(Excerpts from a dataset)
——————

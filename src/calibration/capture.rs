//! Interactive correspondence authoring.

use glam::{DVec2, DVec3};

use super::correspondence::CorrespondenceSet;

/// Progress after recording one correspondence.
#[derive(Debug, Clone, Copy, PartialEq, Eq)]
pub enum CaptureProgress {
    Collecting { count: usize, target: usize },
    /// The target was reached with this point; the set is ready to save.
    Complete,
}

/// Accumulates display/world pairs until a target count is reached.
#[derive(Debug, Clone)]
pub struct CorrespondenceCapture {
    points: CorrespondenceSet,
    target: usize,
}

impl CorrespondenceCapture {
    pub fn new(target: usize) -> Self {
        Self {
            points: CorrespondenceSet::default(),
            target: target.max(1),
        }
    }

    pub fn target(&self) -> usize {
        self.target
    }

    pub fn count(&self) -> usize {
        self.points.len()
    }

    pub fn is_complete(&self) -> bool {
        self.points.len() >= self.target
    }

    pub fn points(&self) -> &CorrespondenceSet {
        &self.points
    }

    /// Record a pair. Points beyond the target are ignored.
    pub fn record(&mut self, display: DVec2, world: DVec3) -> CaptureProgress {
        if self.is_complete() {
            return CaptureProgress::Complete;
        }
        self.points.push(display, world);
        log::debug!(
            "captured correspondence {}/{}: ({:.1}, {:.1}) -> ({:.1}, {:.1}, {:.1})",
            self.points.len(),
            self.target,
            display.x,
            display.y,
            world.x,
            world.y,
            world.z
        );

        if self.is_complete() {
            CaptureProgress::Complete
        } else {
            CaptureProgress::Collecting {
                count: self.points.len(),
                target: self.target,
            }
        }
    }

    /// Hand the collected set over and start again.
    pub fn take(&mut self) -> CorrespondenceSet {
        std::mem::take(&mut self.points)
    }

    pub fn reset(&mut self) {
        self.points.clear();
    }
}

#[cfg(test)]
mod tests {
    use super::*;

    #[test]
    fn test_capture_until_target() {
        let mut capture = CorrespondenceCapture::new(3);
        assert_eq!(
            capture.record(DVec2::new(1.0, 2.0), DVec3::new(0.0, 0.0, 1.0)),
            CaptureProgress::Collecting { count: 1, target: 3 }
        );
        capture.record(DVec2::new(3.0, 4.0), DVec3::new(1.0, 0.0, 1.0));
        assert_eq!(
            capture.record(DVec2::new(5.0, 6.0), DVec3::new(0.0, 1.0, 1.0)),
            CaptureProgress::Complete
        );

        // Extra points are dropped once complete.
        assert_eq!(
            capture.record(DVec2::new(7.0, 8.0), DVec3::ONE),
            CaptureProgress::Complete
        );
        assert_eq!(capture.count(), 3);

        let set = capture.take();
        assert_eq!(set.len(), 3);
        assert_eq!(set.image()[2], DVec2::new(5.0, 6.0));
        assert_eq!(capture.count(), 0);
        assert!(!capture.is_complete());
    }
}
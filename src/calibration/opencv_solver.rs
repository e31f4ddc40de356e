//! Calibration through OpenCV's `calibrateCamera` and `solvePnP`.
//!
//! Same interface as the native solver. Radial and tangential distortion are
//! fixed at zero and the focal lengths are seeded from the default throw ratio.

use glam::{DVec2, DVec3};
use opencv::calib3d;
use opencv::core::{self, Mat, Point2f, Point3f, Size, TermCriteria, Vector};
use opencv::prelude::*;

use super::model::{rms_reprojection_error, CameraMatrix, Pose, SolveOutput};
use crate::error::{Result, TouchError};

const CALIBRATION_FLAGS: i32 = calib3d::CALIB_USE_INTRINSIC_GUESS
    | calib3d::CALIB_ZERO_TANGENT_DIST
    | calib3d::CALIB_FIX_K1
    | calib3d::CALIB_FIX_K2
    | calib3d::CALIB_FIX_K3
    | calib3d::CALIB_FIX_K4
    | calib3d::CALIB_FIX_K5
    | calib3d::CALIB_FIX_K6;

pub fn calibrate_single_view(world: &[DVec3], image: &[DVec2], width: u32, height: u32) -> Result<SolveOutput> {
    let guess = CameraMatrix::default_guess(width, height);

    let mut object_points = Vector::<Vector<Point3f>>::new();
    object_points.push(to_object_points(world));
    let mut image_points = Vector::<Vector<Point2f>>::new();
    image_points.push(to_image_points(image));

    let mut camera_matrix = Mat::from_slice_2d(&guess.to_rows())?;
    let mut dist_coeffs = Mat::zeros(5, 1, core::CV_64F)?.to_mat()?;
    let mut rvecs = Vector::<Mat>::new();
    let mut tvecs = Vector::<Mat>::new();

    let criteria = TermCriteria::new(
        core::TermCriteria_Type::COUNT as i32 | core::TermCriteria_Type::EPS as i32,
        30,
        f64::EPSILON,
    )?;

    let rms = calib3d::calibrate_camera(
        &object_points,
        &image_points,
        Size::new(width as i32, height as i32),
        &mut camera_matrix,
        &mut dist_coeffs,
        &mut rvecs,
        &mut tvecs,
        CALIBRATION_FLAGS,
        criteria,
    )?;
    log::debug!("calibrateCamera reported rms {:.4}", rms);

    let camera = read_camera_matrix(&camera_matrix)?;
    let pose = read_pose(&rvecs.get(0)?, &tvecs.get(0)?)?;
    finish(camera, pose, world, image)
}

pub fn solve_pose(world: &[DVec3], image: &[DVec2], camera: &CameraMatrix) -> Result<SolveOutput> {
    let camera_matrix = Mat::from_slice_2d(&camera.to_rows())?;
    let dist_coeffs = Mat::zeros(5, 1, core::CV_64F)?.to_mat()?;
    let mut rvec = Mat::default();
    let mut tvec = Mat::default();

    let solved = calib3d::solve_pnp(
        &to_object_points(world),
        &to_image_points(image),
        &camera_matrix,
        &dist_coeffs,
        &mut rvec,
        &mut tvec,
        false,
        calib3d::SOLVEPNP_ITERATIVE,
    )?;
    if !solved {
        return Err(TouchError::DegenerateGeometry("solvePnP found no pose".to_string()));
    }

    let pose = read_pose(&rvec, &tvec)?;
    finish(*camera, pose, world, image)
}

fn finish(camera: CameraMatrix, pose: Pose, world: &[DVec3], image: &[DVec2]) -> Result<SolveOutput> {
    Ok(SolveOutput {
        camera,
        pose,
        distortion: [0.0; 5],
        rms_error: rms_reprojection_error(&camera, &pose, world, image),
    })
}

fn to_object_points(world: &[DVec3]) -> Vector<Point3f> {
    world
        .iter()
        .map(|p| Point3f::new(p.x as f32, p.y as f32, p.z as f32))
        .collect()
}

fn to_image_points(image: &[DVec2]) -> Vector<Point2f> {
    image.iter().map(|p| Point2f::new(p.x as f32, p.y as f32)).collect()
}

fn read_camera_matrix(m: &Mat) -> Result<CameraMatrix> {
    let mut rows = [[0.0; 3]; 3];
    for (r, row) in rows.iter_mut().enumerate() {
        for (c, value) in row.iter_mut().enumerate() {
            *value = *m.at_2d::<f64>(r as i32, c as i32)?;
        }
    }
    Ok(CameraMatrix::from_rows(rows))
}

fn read_pose(rvec: &Mat, tvec: &Mat) -> Result<Pose> {
    let r = DVec3::new(*rvec.at::<f64>(0)?, *rvec.at::<f64>(1)?, *rvec.at::<f64>(2)?);
    let t = DVec3::new(*tvec.at::<f64>(0)?, *tvec.at::<f64>(1)?, *tvec.at::<f64>(2)?);
    Ok(Pose::from_rotation_vector(r, t))
}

——————

## EXERCISE DIRECTIONS
Restate word for word only the lines running from the beginning of the data to the line holding "target are ignored.", both included.

## EXERCISE RESPONSE
filename src/calibration/capture.rs
//! Interactive correspondence authoring.

use glam::{DVec2, DVec3};

use super::correspondence::CorrespondenceSet;

/// Progress after recording one correspondence.
#[derive(Debug, Clone, Copy, PartialEq, Eq)]
pub enum CaptureProgress {
    Collecting { count: usize, target: usize },
    /// The target was reached with this point; the set is ready to save.
    Complete,
}

/// Accumulates display/world pairs until a target count is reached.
#[derive(Debug, Clone)]
pub struct CorrespondenceCapture {
    points: CorrespondenceSet,
    target: usize,
}

impl CorrespondenceCapture {
    pub fn new(target: usize) -> Self {
        Self {
            points: CorrespondenceSet::default(),
            target: target.max(1),
        }
    }

    pub fn target(&self) -> usize {
        self.target
    }

    pub fn count(&self) -> usize {
        self.points.len()
    }

    pub fn is_complete(&self) -> bool {
        self.points.len() >= self.target
    }

    pub fn points(&self) -> &CorrespondenceSet {
        &self.points
    }

    /// Record a pair. Points beyond the target are ignored.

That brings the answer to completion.